Efficient Sparse Least Absolute Deviation Regression with Differential Privacy
Weidong Liu, Xiaojun Mao, Xiaofei Zhang, Xin Zhang
TL;DR
This work tackles privacy-preserving sparse regression under robust loss by focusing on least absolute deviation (LAD) with an $\ell_1$ penalty. It introduces FRAPPE, a fast algorithm that transforms the non-smooth LAD problem into a surrogate least-squares problem via a pseudo-response, and secures $(\epsilon,\delta)$-DP through a three-stage noise injection across initialization, kernel-density estimation, and gradient perturbation. Theoretical results establish DP guarantees and near-oracle statistical accuracy, showing a privacy-accuracy trade-off that scales with $O\left(\sqrt{p \log(1/\delta) \log(N\epsilon)} /(N\epsilon)\right)$ plus the classical $O\left(\sqrt{s \log p / N}\right)$ rate.

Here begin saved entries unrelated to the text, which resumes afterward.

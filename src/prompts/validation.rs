//! Prompt builders for AI-test validation.
//!
//! The validator reviews model-written tests before they gate the
//! solution. It has two modes: a plain review of fresh tests, and a review
//! in the context of a failing run of the AI suite, where the question is
//! whether the tests themselves are at fault. Both modes end with a fixed
//! verdict line the caller parses.

use crate::problem::ProblemSpecification;
use crate::session::ExecutionResult;

/// Review prompt for freshly generated test code.
const TEST_VALIDATION_TEMPLATE: &str = r#"Given a coding problem:
```
{problem_description}
```

Your mission is to validate this testing code from QA. Check whether this code is reasonable or not:
```
{test_code}
```

You can output your reasoning and thoughts concisely. Output the result in the last line in this fixed format:
* `Validation result: yes` , if it's reasonable.
* `Validation result: no` , if it's not reasonable."#;

/// Review prompt for test code whose run against the candidate failed.
const TEST_VALIDATION_WITH_FAILURE_TEMPLATE: &str = r#"Given a coding problem:
```
{problem_description}
```

Someone wrote a solution, but an error occurred when QA made a test. This is the combined code:
```
{code}
```

And the error was:
```
{error}
```

Your mission is to validate the QA testing block inside it. Check whether the QA code itself is reasonable or not.

You can output your reasoning and thoughts concisely. Output the result in the last line in this fixed format:
* `Validation result: yes` , if it's reasonable.
* `Validation result: no` , if it's not reasonable."#;

/// Builds the plain review prompt for freshly generated tests.
pub fn build_test_validation_prompt(problem: &ProblemSpecification, test_code: &str) -> String {
    TEST_VALIDATION_TEMPLATE
        .replace("{problem_description}", &problem.problem_description)
        .replace("{test_code}", test_code)
}

/// Builds the review prompt used after the AI suite failed against the
/// candidate, embedding the failing combined payload and its error output.
pub fn build_test_validation_with_failure_prompt(
    problem: &ProblemSpecification,
    failure: &ExecutionResult,
) -> String {
    TEST_VALIDATION_WITH_FAILURE_TEMPLATE
        .replace("{problem_description}", &problem.problem_description)
        .replace("{code}", &failure.code)
        .replace("{error}", &failure.stderr)
}
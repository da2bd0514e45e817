use std::path::Path;
use std::sync::Arc;

use super::estimator::RiskEstimator;
use super::InferenceError;

// ═══════════════════════════════════════════════════════════
// ONNX neural risk model, behind the `onnx-models` feature
// ═══════════════════════════════════════════════════════════

#[cfg(feature = "onnx-models")]
mod onnx {
    use super::{InferenceError, RiskEstimator};
    use crate::inference::features::{FeatureVector, FEATURE_COUNT};
    use ort::session::Session;
    use std::path::Path;
    use std::sync::Mutex;

    /// Multimodal network exported to ONNX: `[1, 8]` f32 in, probability
    /// as the first output element.
    ///
    /// `Session::run` needs `&mut self`, hence the Mutex.
    pub struct OnnxRiskModel {
        name: String,
        session: Mutex<Session>,
    }

    impl OnnxRiskModel {
        pub fn load(name: &str, path: &Path) -> Result<Self, InferenceError> {
            let session = Session::builder()
                .map_err(|e: ort::Error| InferenceError::Runtime(e.to_string()))?
                .with_intra_threads(2)
                .map_err(|e: ort::Error| InferenceError::Runtime(e.to_string()))?
                .commit_from_file(path)
                .map_err(|e: ort::Error| InferenceError::Runtime(format!("ONNX load failed: {e}")))?;

            tracing::info!(model = name, path = %path.display(), "ONNX risk model loaded");

            Ok(Self {
                name: name.to_string(),
                session: Mutex::new(session),
            })
        }
    }

    impl RiskEstimator for OnnxRiskModel {
        fn name(&self) -> &str {
            &self.name
        }

        fn predict(&self, features: &FeatureVector) -> Result<f64, InferenceError> {
            use ort::value::TensorRef;

            let input = ndarray::Array2::from_shape_vec((1, FEATURE_COUNT), features.to_vec())
                .map_err(|e| InferenceError::Runtime(e.to_string()))?;
            let tensor = TensorRef::from_array_view(&input)
                .map_err(|e| InferenceError::Runtime(e.to_string()))?;

            let mut session = self
                .session
                .lock()
                .map_err(|_| InferenceError::Runtime("Session lock poisoned".to_string()))?;

            let outputs = session
                .run(ort::inputs![tensor])
                .map_err(|e| InferenceError::Runtime(format!("ONNX inference failed: {e}")))?;

            let (_shape, data) = outputs[0]
                .try_extract_tensor::<f32>()
                .map_err(|e| InferenceError::Runtime(format!("Output extraction: {e}")))?;

            data.first()
                .map(|&p| f64::from(p))
                .ok_or_else(|| InferenceError::Runtime("Empty model output".to_string()))
        }
    }
}

#[cfg(feature = "onnx-models")]
pub use onnx::OnnxRiskModel;

/// Load the neural artifact.
#[cfg(feature = "onnx-models")]
pub fn load_neural(name: &str, path: &Path) -> Result<Arc<dyn RiskEstimator>, InferenceError> {
    Ok(Arc::new(OnnxRiskModel::load(name, path)?))
}

/// Without ONNX Runtime compiled in the neural artifact cannot be used.
#[cfg(not(feature = "onnx-models"))]
pub fn load_neural(name: &str, path: &Path) -> Result<Arc<dyn RiskEstimator>, InferenceError> {
    tracing::debug!(model = name, path = %path.display(), "ONNX support not compiled in");
    Err(InferenceError::RuntimeUnavailable(
        "built without the onnx-models feature".to_string(),
    ))
}
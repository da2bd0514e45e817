//! Access logging middleware.
//!
//! Logs every request with method, path, status, actor and latency.
//! Runs outermost; the actor is read from the response extensions where
//! the session guard leaves it.

use std::time::Instant;

use axum::http::Request;
use axum::middleware::Next;
use axum::response::Response;

use super::session::Actor;

pub async fn log_access(req: Request<axum::body::Body>, next: Next) -> Response {
    let method = req.method().clone();
    let path = req.uri().path().to_string();
    let started = Instant::now();

    let response = next.run(req).await;

    let actor = response
        .extensions()
        .get::<Actor>()
        .map(|a| a.to_string())
        .unwrap_or_else(|| "anonymous".to_string());
    tracing::info!(
        %method,
        path,
        status = response.status().as_u16(),
        actor,
        latency_ms = started.elapsed().as_millis() as u64,
        "request"
    );

    response
}
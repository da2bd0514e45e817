//! Model roster loading and the public prediction surface.

use std::collections::{BTreeMap, HashMap};
use std::path::Path;
use std::sync::Arc;

use serde::Serialize;

use super::boosted::BoostedTreeModel;
use super::estimator::RiskEstimator;
use super::features::{extract_features, StandardScaler};
use super::heuristic::{heuristic_prediction, top_factors};
use super::neural::load_neural;
use super::types::{DiagnosticResult, Disease, RiskLevel, RiskPrediction};
use super::InferenceError;
use crate::models::QuestionnaireForm;

#[derive(Debug, Clone, Copy, PartialEq, Eq)]
enum ArtifactKind {
    BoostedTrees,
    Neural,
    Scaler,
}

struct RosterEntry {
    name: &'static str,
    file: &'static str,
    kind: ArtifactKind,
}

const NEURAL_MODEL: &str = "tf_neuro_model";

const ROSTER: [RosterEntry; 6] = [
    RosterEntry { name: "alzheimer_model1_xgb", file: "alzheimer_model1_xgb.json", kind: ArtifactKind::BoostedTrees },
    RosterEntry { name: "parkinsons_model1_xgb", file: "parkinsons_model1_xgb.json", kind: ArtifactKind::BoostedTrees },
    RosterEntry { name: "dementia_oasis_model", file: "dementia_oasis_model.json", kind: ArtifactKind::BoostedTrees },
    RosterEntry { name: NEURAL_MODEL, file: "tf_multimodal_model.onnx", kind: ArtifactKind::Neural },
    RosterEntry { name: "dementia_scaler", file: "dementia_scaler.json", kind: ArtifactKind::Scaler },
    RosterEntry { name: "parkinsons_scaler1", file: "parkinsons_scaler1.json", kind: ArtifactKind::Scaler },
];

/// Which estimators serve a disease, in averaging order.
fn estimators_for(disease: Disease) -> [&'static str; 2] {
    match disease {
        Disease::Alzheimers => ["alzheimer_model1_xgb", NEURAL_MODEL],
        Disease::Parkinsons => ["parkinsons_model1_xgb", NEURAL_MODEL],
        Disease::Dementia => ["dementia_oasis_model", NEURAL_MODEL],
    }
}

const RECOMMENDATIONS: [&str; 3] = [
    "Consult neurologist",
    "Consider MRI/CT scan",
    "Maintain lifestyle modifications",
];

/// An artifact that did not load, and why.
#[derive(Debug, Clone, PartialEq, Serialize)]
pub struct SkippedArtifact {
    pub name: String,
    pub file: String,
    pub reason: String,
}

#[derive(Debug, Clone, Serialize)]
pub struct ModelStatus {
    pub fallback_mode: bool,
    pub loaded: Vec<String>,
    pub skipped: Vec<SkippedArtifact>,
}

/// Everything one questionnaire completion needs from the models.
#[derive(Debug, Clone)]
pub struct AssessmentOutcome {
    pub alzheimers: RiskPrediction,
    pub parkinsons: RiskPrediction,
    pub dementia: RiskPrediction,
    pub diagnostic: DiagnosticResult,
}

/// Read-only after construction; share it behind `Arc`.
pub struct ModelManager {
    estimators: HashMap<String, Arc<dyn RiskEstimator>>,
    scalers: HashMap<String, StandardScaler>,
    skipped: Vec<SkippedArtifact>,
    fallback_mode: bool,
}

impl ModelManager {
    /// Load every roster artifact found in `models_dir`. Never fails:
    /// unusable artifacts are logged and skipped, and with no estimator
    /// loaded the manager runs in fallback mode.
    pub fn load(models_dir: &Path) -> Self {
        let mut estimators: Vec<Arc<dyn RiskEstimator>> = Vec::new();
        let mut scalers = Vec::new();
        let mut skipped = Vec::new();

        for entry in &ROSTER {
            let path = models_dir.join(entry.file);
            if !path.exists() {
                tracing::warn!(artifact = entry.name, path = %path.display(), "Model artifact not found");
                skipped.push(SkippedArtifact {
                    name: entry.name.to_string(),
                    file: entry.file.to_string(),
                    reason: "not found".to_string(),
                });
                continue;
            }

            let loaded = match entry.kind {
                ArtifactKind::BoostedTrees => BoostedTreeModel::load(entry.name, &path)
                    .map(|m| estimators.push(Arc::new(m))),
                ArtifactKind::Neural => load_neural(entry.name, &path).map(|m| estimators.push(m)),
                ArtifactKind::Scaler => StandardScaler::load(&path)
                    .map(|s| scalers.push((entry.name.to_string(), s))),
            };

            match loaded {
                Ok(()) => tracing::info!(artifact = entry.name, "Model artifact loaded"),
                Err(e) => {
                    tracing::warn!(artifact = entry.name, error = %e, "Model artifact skipped");
                    skipped.push(SkippedArtifact {
                        name: entry.name.to_string(),
                        file: entry.file.to_string(),
                        reason: e.to_string(),
                    });
                }
            }
        }

        let mut manager = Self::from_parts(estimators, scalers);
        manager.skipped = skipped;
        if manager.fallback_mode {
            tracing::warn!(dir = %models_dir.display(), "No risk models loaded, using heuristic scoring");
        }
        manager
    }

    /// Assemble a manager from already-built estimators and scalers.
    pub fn from_parts(
        estimators: Vec<Arc<dyn RiskEstimator>>,
        scalers: Vec<(String, StandardScaler)>,
    ) -> Self {
        let estimators: HashMap<String, Arc<dyn RiskEstimator>> = estimators
            .into_iter()
            .map(|e| (e.name().to_string(), e))
            .collect();
        Self {
            fallback_mode: estimators.is_empty(),
            estimators,
            scalers: scalers.into_iter().collect(),
            skipped: Vec::new(),
        }
    }

    /// Manager with no artifacts; every prediction is heuristic.
    pub fn heuristic_only() -> Self {
        Self::from_parts(Vec::new(), Vec::new())
    }

    pub fn is_fallback(&self) -> bool {
        self.fallback_mode
    }

    pub fn status(&self) -> ModelStatus {
        let mut loaded: Vec<String> = self
            .estimators
            .keys()
            .chain(self.scalers.keys())
            .cloned()
            .collect();
        loaded.sort();
        ModelStatus {
            fallback_mode: self.fallback_mode,
            loaded,
            skipped: self.skipped.clone(),
        }
    }

    pub fn predict_alzheimers_risk(&self, form: &QuestionnaireForm) -> RiskPrediction {
        self.predict_risk(Disease::Alzheimers, form)
    }

    pub fn predict_parkinsons_risk(&self, form: &QuestionnaireForm) -> RiskPrediction {
        self.predict_risk(Disease::Parkinsons, form)
    }

    pub fn predict_dementia_risk(&self, form: &QuestionnaireForm) -> RiskPrediction {
        self.predict_risk(Disease::Dementia, form)
    }

    pub fn predict_risk(&self, disease: Disease, form: &QuestionnaireForm) -> RiskPrediction {
        if self.fallback_mode {
            return heuristic_prediction(disease.label(), form);
        }

        let names = estimators_for(disease);
        let features = extract_features(form);

        let mut outputs = Vec::with_capacity(names.len());
        for name in names {
            let Some(estimator) = self.estimators.get(name) else {
                continue;
            };
            match estimator.predict(&features) {
                Ok(p) if p.is_finite() => outputs.push(p),
                Ok(p) => tracing::warn!(model = name, output = p, "Non-finite model output ignored"),
                Err(e) => tracing::warn!(model = name, error = %e, "Model prediction failed"),
            }
        }

        if outputs.is_empty() {
            tracing::debug!(disease = disease.label(), "No model output, using heuristic");
            return heuristic_prediction(disease.label(), form);
        }

        let mean = outputs.iter().sum::<f64>() / outputs.len() as f64;
        let score = (mean * 100.0).clamp(0.0, 100.0);
        RiskPrediction {
            disease: disease.label().to_string(),
            score,
            confidence: disease.model_confidence(),
            risk_level: RiskLevel::from_score(score),
            top_factors: top_factors(form),
        }
    }

    /// Rank the three predictions. Errors when all scores are zero.
    pub fn predict_diagnostic(
        &self,
        form: &QuestionnaireForm,
    ) -> Result<DiagnosticResult, InferenceError> {
        aggregate(vec![
            self.predict_alzheimers_risk(form),
            self.predict_dementia_risk(form),
            self.predict_parkinsons_risk(form),
        ])
    }

    /// Diagnostic over the heuristic predictions; never fails.
    pub fn fallback_diagnostic(&self, form: &QuestionnaireForm) -> DiagnosticResult {
        let triple: Vec<RiskPrediction> = [Disease::Alzheimers, Disease::Dementia, Disease::Parkinsons]
            .iter()
            .map(|d| heuristic_prediction(d.label(), form))
            .collect();
        aggregate(triple.clone()).unwrap_or_else(|_| uniform(triple))
    }

    /// Three predictions and their diagnostic from a single pass over the
    /// models.
    pub fn assess(&self, form: &QuestionnaireForm) -> AssessmentOutcome {
        let alzheimers = self.predict_alzheimers_risk(form);
        let parkinsons = self.predict_parkinsons_risk(form);
        let dementia = self.predict_dementia_risk(form);
        let diagnostic = aggregate(vec![alzheimers.clone(), dementia.clone(), parkinsons.clone()])
            .unwrap_or_else(|e| {
                tracing::debug!(error = %e, "Diagnostic aggregation degenerate, using fallback");
                self.fallback_diagnostic(form)
            });
        AssessmentOutcome {
            alzheimers,
            parkinsons,
            dementia,
            diagnostic,
        }
    }
}

fn round2(x: f64) -> f64 {
    (x * 100.0).round() / 100.0
}

fn aggregate(mut ranked: Vec<RiskPrediction>) -> Result<DiagnosticResult, InferenceError> {
    // sort_by is stable: ties keep input order
    ranked.sort_by(|a, b| b.score.total_cmp(&a.score));
    let total: f64 = ranked.iter().map(|p| p.score).sum();
    if !total.is_finite() || total <= 0.0 {
        return Err(InferenceError::DegenerateScores);
    }
    let probabilities = ranked
        .iter()
        .map(|p| (p.disease.clone(), p.score / total))
        .collect();
    Ok(build_result(ranked, probabilities))
}

fn uniform(ranked: Vec<RiskPrediction>) -> DiagnosticResult {
    let share = 1.0 / ranked.len().max(1) as f64;
    let probabilities = ranked.iter().map(|p| (p.disease.clone(), share)).collect();
    build_result(ranked, probabilities)
}

fn build_result(ranked: Vec<RiskPrediction>, probabilities: BTreeMap<String, f64>) -> DiagnosticResult {
    let (primary, top_score) = ranked
        .first()
        .map(|p| (p.disease.clone(), p.score))
        .unwrap_or_default();
    DiagnosticResult {
        key_findings: vec![format!("Primary risk detected: {primary}")],
        diagnosis_confidence: round2(top_score / 100.0),
        secondary_diagnoses: ranked.iter().skip(1).map(|p| p.disease.clone()).collect(),
        primary_diagnosis: primary,
        disease_probabilities: probabilities,
        recommendations: RECOMMENDATIONS.iter().map(|r| r.to_string()).collect(),
    }
}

Empirical evaluations on synthetic and real data demonstrate that FRAPPE outperforms existing private sparse regression methods, especially under heavy-tailed noise, while maintaining computational efficiency.
Abstract
In recent years, privacy-preserving machine learning algorithms have attracted increasing attention because of their important applications in many scientific fields. However, in the literature, most privacy-preserving algorithms demand learning objectives to be strongly convex and Lipschitz smooth, which thus cannot cover a wide class of robust loss functions (e.g., quantile/least absolute loss). In this work, we aim to develop a fast privacy-preserving learning solution for a sparse robust regression problem. Our learning loss consists of a robust least absolute loss and an $\ell_1$ sparse penalty term. To fast solve the non-smooth loss under a given privacy budget, we develop a Fast Robust And Privacy-Preserving Estimation (FRAPPE) algorithm for least absolute deviation regression. Our algorithm achieves a fast estimation by reformulating the sparse LAD problem as a penalized least square estimation problem and adopts a three-stage noise injection to guarantee the $(ε,δ)$-differential privacy. We show that our algorithm can achieve better privacy and statistical accuracy trade-off compared with the state-of-the-art privacy-preserving regression algorithms. In the end, we conduct experiments to verify the efficiency of our proposed FRAPPE algorithm.